Understand the Problem
The question is asking to prove that segments AD and DB are congruent based on the given angle congruences. The approach involves logical steps of geometric proof using the provided information.
Answer
$AD \cong DB$
Answer for screen readers
$AD \cong DB$
Steps to Solve
- List Known Angle Congruences
From the problem, we know: $$ \angle CAD \cong \angle CBD \quad \text{(given)} $$ $$ \angle CAB \cong \angle CBA \quad \text{(given)} $$
- Identify Triangles for Analysis
We can focus on triangles $ACD$ and $BCD$. We have two pairs of congruent angles:
- $\angle CAD \cong \angle CBD$
- $\angle CAB \cong \angle CBA$
- Apply the Angle-Angle Criterion for Triangle Congruence
Since we have two pairs of congruent angles in triangles $ACD$ and $BCD$, we can say: $$ \triangle ACD \cong \triangle BCD \quad \text{(by AA criterion)} $$
- Conclude with the Corresponding Segments
From the congruence of the triangles, we can state that corresponding sides are congruent: $$ AD \cong DB \quad \text{(corresponding sides of congruent triangles)} $$
$AD \cong DB$
More Information
The proof establishes that angle congruences lead to triangle congruences.

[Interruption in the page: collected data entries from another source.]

//! Test utilities for database operations.
//!
//! [`TestDatabase::in_memory`] gives every test its own migrated SQLite
//! database and needs the `sqlite` feature. The `PostgreSQL` helpers target
//! a disposable server configured through `TEST_DB_*` variables.

use std::sync::Arc;

use sea_orm::{
    ConnectOptions, ConnectionTrait, Database, DatabaseBackend, DatabaseConnection, DbErr,
    Statement,
};
use sea_orm_migration::MigratorTrait;
use tracing::info;

use crate::migrations::Migrator;

/// Test database configuration.
#[derive(Debug, Clone)]
pub struct TestDbConfig {
    /// Database host.
    pub host: String,
    /// Database port.
    pub port: u16,
    /// Database username.
    pub username: String,
    /// Database password.
    pub password: String,
    /// Database name.
    pub database: String,
}

impl Default for TestDbConfig {
    fn default() -> Self {
        Self {
            host: std::env::var("TEST_DB_HOST").unwrap_or_else(|_| "localhost".to_string()),
            port: std::env::var("TEST_DB_PORT")
                .ok()
                .and_then(|p| p.parse().ok())
                .unwrap_or(5433),
            username: std::env::var("TEST_DB_USER").unwrap_or_else(|_| "polls_test".to_string()),
            password: std::env::var("TEST_DB_PASSWORD")
                .unwrap_or_else(|_| "polls_test".to_string()),
            database: std::env::var("TEST_DB_NAME").unwrap_or_else(|_| "polls_test".to_string()),
        }
    }
}

impl TestDbConfig {
    /// Get the database URL.
    #[must_use]
    pub fn database_url(&self) -> String {
        format!(
            "postgres://{}:{}@{}:{}/{}",
            self.username, self.password, self.host, self.port, self.database
        )
    }
}

/// A migrated database owned by one test.
pub struct TestDatabase {
    conn: Arc<DatabaseConnection>,
    backend: DatabaseBackend,
}

impl TestDatabase {
    /// Fresh in-memory SQLite database with all migrations applied.
    ///
    /// The pool holds exactly one connection: each in-memory SQLite
    /// connection is its own database.
    pub async fn in_memory() -> Result<Self, DbErr> {
        let mut opt = ConnectOptions::new("sqlite::memory:");
        opt.max_connections(1)
            .min_connections(1)
            .sqlx_logging(false);

        let conn = Database::connect(opt).await?;
        Migrator::up(&conn, None).await?;

        Ok(Self {
            conn: Arc::new(conn),
            backend: DatabaseBackend::Sqlite,
        })
    }

    /// Connect to the configured `PostgreSQL` test database and migrate it.
    pub async fn postgres(config: &TestDbConfig) -> Result<Self, DbErr> {
        let conn = Database::connect(&config.database_url()).await?;
        Migrator::up(&conn, None).await?;

        info!(database = %config.database, "Connected to test database");

        Ok(Self {
            conn: Arc::new(conn),
            backend: DatabaseBackend::Postgres,
        })
    }

    /// Get the database connection.
    #[must_use]
    pub fn connection(&self) -> &DatabaseConnection {
        &self.conn
    }

    /// Shared handle, as the repositories take it.
    #[must_use]
    pub fn shared(&self) -> Arc<DatabaseConnection> {
        Arc::clone(&self.conn)
    }

    /// Delete every row, children first.
    pub async fn cleanup(&self) -> Result<(), DbErr> {
        for table in ["vote", "choice", "question", "user"] {
            let sql = format!("DELETE FROM \"{table}\"");
            self.conn
                .execute(Statement::from_string(self.backend, sql))
                .await?;
        }

        info!("Cleaned up test database");
        Ok(())
    }
}
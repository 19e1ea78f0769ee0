//! Create vote table migration.

use sea_orm_migration::prelude::*;

#[derive(DeriveMigrationName)]
pub struct Migration;

#[async_trait::async_trait]
impl MigrationTrait for Migration {
    async fn up(&self, manager: &SchemaManager) -> Result<(), DbErr> {
        manager
            .create_table(
                Table::create()
                    .table(Vote::Table)
                    .if_not_exists()
                    .col(
                        ColumnDef::new(Vote::Id)
                            .integer()
                            .not_null()
                            .auto_increment()
                            .primary_key(),
                    )
                    .col(ColumnDef::new(Vote::QuestionId).integer().not_null())
                    .col(ColumnDef::new(Vote::ChoiceId).integer().not_null())
                    .col(ColumnDef::new(Vote::VoterId).string_len(32))
                    .col(
                        ColumnDef::new(Vote::CreatedAt)
                            .timestamp_with_time_zone()
                            .not_null()
                            .default(Expr::current_timestamp()),
                    )
                    .col(ColumnDef::new(Vote::UpdatedAt).timestamp_with_time_zone())
                    .foreign_key(
                        ForeignKey::create()
                            .name("fk_vote_question")
                            .from(Vote::Table, Vote::QuestionId)
                            .to(Question::Table, Question::Id)
                            .on_delete(ForeignKeyAction::Cascade),
                    )
                    .foreign_key(
                        ForeignKey::create()
                            .name("fk_vote_choice")
                            .from(Vote::Table, Vote::ChoiceId)
                            .to(Choice::Table, Choice::Id)
                            .on_delete(ForeignKeyAction::Cascade),
                    )
                    .foreign_key(
                        ForeignKey::create()
                            .name("fk_vote_voter")
                            .from(Vote::Table, Vote::VoterId)
                            .to(User::Table, User::Id)
                            .on_delete(ForeignKeyAction::Cascade),
                    )
                    .to_owned(),
            )
            .await?;

        // Unique index: (question_id, voter_id) - one current vote per voter.
        // NULL voters (anonymous votes) are not constrained.
        manager
            .create_index(
                Index::create()
                    .name("idx_vote_question_voter_unique")
                    .table(Vote::Table)
                    .col(Vote::QuestionId)
                    .col(Vote::VoterId)
                    .unique()
                    .to_owned(),
            )
            .await?;

        // Index: choice_id (recount per choice)
        manager
            .create_index(
                Index::create()
                    .name("idx_vote_choice_id")
                    .table(Vote::Table)
                    .col(Vote::ChoiceId)
                    .to_owned(),
            )
            .await?;

        Ok(())
    }

    async fn down(&self, manager: &SchemaManager) -> Result<(), DbErr> {
        manager
            .drop_table(Table::drop().table(Vote::Table).to_owned())
            .await
    }
}

#[derive(Iden)]
enum Vote {
    Table,
    Id,
    QuestionId,
    ChoiceId,
    VoterId,
    CreatedAt,
    UpdatedAt,
}

#[derive(Iden)]
enum Question {
    Table,
    Id,
}

#[derive(Iden)]
enum Choice {
    Table,
    Id,
}

#[derive(Iden)]
enum User {
    Table,
    Id,
}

In this case, using the Angle-Angle (AA) criterion is sufficient to conclude that the non-included sides (segments) are equal in length.
Tips
- Neglecting to include all necessary angles: Make sure all relevant angles are accounted for when applying angle congruences.
- Assuming triangles are congruent without justification: Always use the criteria explicitly (like AA) rather than only stating angles are equal.